DESCRIPTION OF THE TASK | When the material ends, stop; until then, set down every line exactly.

-- INFORMATION follows --

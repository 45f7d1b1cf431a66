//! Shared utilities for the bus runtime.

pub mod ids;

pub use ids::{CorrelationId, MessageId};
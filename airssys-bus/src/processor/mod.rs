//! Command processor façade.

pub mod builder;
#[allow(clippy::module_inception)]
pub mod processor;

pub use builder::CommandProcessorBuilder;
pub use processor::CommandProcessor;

-- INFORMATION concluded --

SOLUTION FOR THIS EXERCISE |
repository 45f7d1b1cf431a66
//! Shared utilities for the bus runtime.

pub mod ids;

pub use ids::{CorrelationId, MessageId};
filename airssys-bus/src/processor/mod.rs
//! Command processor façade.

pub mod builder;
#[allow(clippy::module_inception)]
pub mod processor;

pub use builder::CommandProcessorBuilder;
pub use processor::CommandProcessor;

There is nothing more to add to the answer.